Check each line of the data, and copy those where "Some" appears.

(Records excerpted from a collection)
--------
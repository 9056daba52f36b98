//! Dataset store
//!
//! Holds every known dataset in memory. When opened on a directory, each
//! dataset is persisted as `<dir>/<id>.json` and reloaded at startup.
//! Files that fail to parse, or whose name differs from the id they hold,
//! are skipped with a warning.

use std::collections::HashMap;
use std::fs;
use std::path::{Path, PathBuf};

use tracing::{debug, info, warn};

use super::dataset::{is_valid_id, Dataset, DatasetSummary, RawDataset};
use super::errors::{StoreError, StoreResult};

/// Read-only access to datasets by id, as needed by the query engine
pub trait DatasetLookup {
    /// Returns the dataset with the given id, if it exists
    fn dataset(&self, id: &str) -> Option<&Dataset>;
}

impl DatasetLookup for HashMap<String, Dataset> {
    fn dataset(&self, id: &str) -> Option<&Dataset> {
        self.get(id)
    }
}

/// In-memory dataset registry with optional on-disk persistence
#[derive(Debug, Default)]
pub struct DatasetStore {
    dir: Option<PathBuf>,
    datasets: HashMap<String, Dataset>,
}

impl DatasetStore {
    /// Creates a store that never touches disk
    pub fn in_memory() -> Self {
        Self::default()
    }

    /// Opens a disk-backed store, loading every dataset file in `dir`.
    ///
    /// The directory is created if it does not exist.
    pub fn open(dir: impl AsRef<Path>) -> StoreResult<Self> {
        let dir = dir.as_ref().to_path_buf();
        fs::create_dir_all(&dir)?;

        let mut datasets = HashMap::new();
        for entry in fs::read_dir(&dir)? {
            let path = entry?.path();

            if path.extension().map_or(true, |ext| ext != "json") {
                continue;
            }

            let stem = path.file_stem().and_then(|s| s.to_str()).unwrap_or_default();
            match Self::load_file(&path) {
                Ok(dataset) if dataset.id() != stem => {
                    warn!(
                        path = %path.display(),
                        id = dataset.id(),
                        "skipping dataset file whose name does not match its id"
                    );
                }
                Ok(dataset) => {
                    debug!(id = dataset.id(), rows = dataset.len(), "loaded dataset");
                    datasets.insert(dataset.id().to_string(), dataset);
                }
                Err(e) => {
                    warn!(path = %path.display(), error = %e, "skipping unreadable dataset file");
                }
            }
        }

        info!(dir = %dir.display(), count = datasets.len(), "dataset store opened");
        Ok(Self {
            dir: Some(dir),
            datasets,
        })
    }

    fn load_file(path: &Path) -> StoreResult<Dataset> {
        let content = fs::read_to_string(path)?;
        let raw: RawDataset = serde_json::from_str(&content)?;
        Dataset::try_from(raw)
    }

    fn file_path(&self, id: &str) -> Option<PathBuf> {
        self.dir.as_ref().map(|dir| dir.join(format!("{}.json", id)))
    }

    /// Adds a dataset and returns the ids of all known datasets, sorted.
    pub fn add(&mut self, dataset: Dataset) -> StoreResult<Vec<String>> {
        let id = dataset.id().to_string();
        if !is_valid_id(&id) {
            return Err(StoreError::InvalidId(id));
        }
        if self.datasets.contains_key(&id) {
            return Err(StoreError::AlreadyExists(id));
        }

        if let Some(path) = self.file_path(&id) {
            let content = serde_json::to_string(&dataset)?;
            fs::write(&path, content)?;
        }

        info!(id = %id, kind = %dataset.kind(), rows = dataset.len(), "dataset added");
        self.datasets.insert(id, dataset);
        Ok(self.ids())
    }

    /// Removes a dataset and returns its id
    pub fn remove(&mut self, id: &str) -> StoreResult<String> {
        if !is_valid_id(id) {
            return Err(StoreError::InvalidId(id.to_string()));
        }
        if !self.datasets.contains_key(id) {
            return Err(StoreError::NotFound(id.to_string()));
        }

        if let Some(path) = self.file_path(id) {
            if path.exists() {
                fs::remove_file(&path)?;
            }
        }

        self.datasets.remove(id);
        info!(id = %id, "dataset removed");
        Ok(id.to_string())
    }

    /// Returns a dataset by id
    pub fn get(&self, id: &str) -> StoreResult<&Dataset> {
        self.datasets
            .get(id)
            .ok_or_else(|| StoreError::NotFound(id.to_string()))
    }

    /// Lists all datasets, sorted by id
    pub fn list(&self) -> Vec<DatasetSummary> {
        let mut summaries: Vec<DatasetSummary> =
            self.datasets.values().map(Dataset::summary).collect();
        summaries.sort_by(|a, b| a.id.cmp(&b.id));
        summaries
    }

    /// All known dataset ids, sorted
    pub fn ids(&self) -> Vec<String> {
        let mut ids: Vec<String> = self.datasets.keys().cloned().collect();
        ids.sort();
        ids
    }

    pub fn len(&self) -> usize {
        self.datasets.len()
    }

    pub fn is_empty(&self) -> bool {
        self.datasets.is_empty()
    }
}

impl DatasetLookup for DatasetStore {
    fn dataset(&self, id: &str) -> Option<&Dataset> {
        self.datasets.get(id)
    }
}

#[cfg(test)]
mod tests {
    use super::*;
    use crate::dataset::dataset::fixtures::section;
    use crate::schema::SchemaKind;

    fn courses(id: &str) -> Dataset {
        Dataset::new(
            id,
            SchemaKind::Courses,
            vec![section("cpsc", "310", 80.0, 2015.0)],
        )
        .unwrap()
    }

    #[test]
    fn test_add_and_list() {
        let mut store = DatasetStore::in_memory();
        assert_eq!(store.add(courses("b")).unwrap(), vec!["b".to_string()]);
        assert_eq!(
            store.add(courses("a")).unwrap(),
            vec!["a".to_string(), "b".to_string()]
        );

        let listed = store.list();
        assert_eq!(listed.len(), 2);
        assert_eq!(listed[0].id, "a");
        assert_eq!(listed[0].kind, SchemaKind::Courses);
        assert_eq!(listed[0].num_rows, 1);
    }

    #[test]
    fn test_duplicate_rejected() {
        let mut store = DatasetStore::in_memory();
        store.add(courses("courses")).unwrap();
        let err = store.add(courses("courses")).unwrap_err();
        assert!(matches!(err, StoreError::AlreadyExists(_)));
    }

    #[test]
    fn test_remove() {
        let mut store = DatasetStore::in_memory();
        store.add(courses("courses")).unwrap();

        assert_eq!(store.remove("courses").unwrap(), "courses");
        assert!(store.is_empty());
        assert!(store.remove("courses").unwrap_err().is_not_found());
        assert!(matches!(
            store.remove("bad_id").unwrap_err(),
            StoreError::InvalidId(_)
        ));
    }

    #[test]
    fn test_get_missing() {
        let store = DatasetStore::in_memory();
        assert!(store.get("nothing").unwrap_err().is_not_found());
        assert!(store.dataset("nothing").is_none());
    }
}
--------
Output of the exercise:
            dir: Some(dir),
        if let Some(path) = self.file_path(&id) {
        if let Some(path) = self.file_path(id) {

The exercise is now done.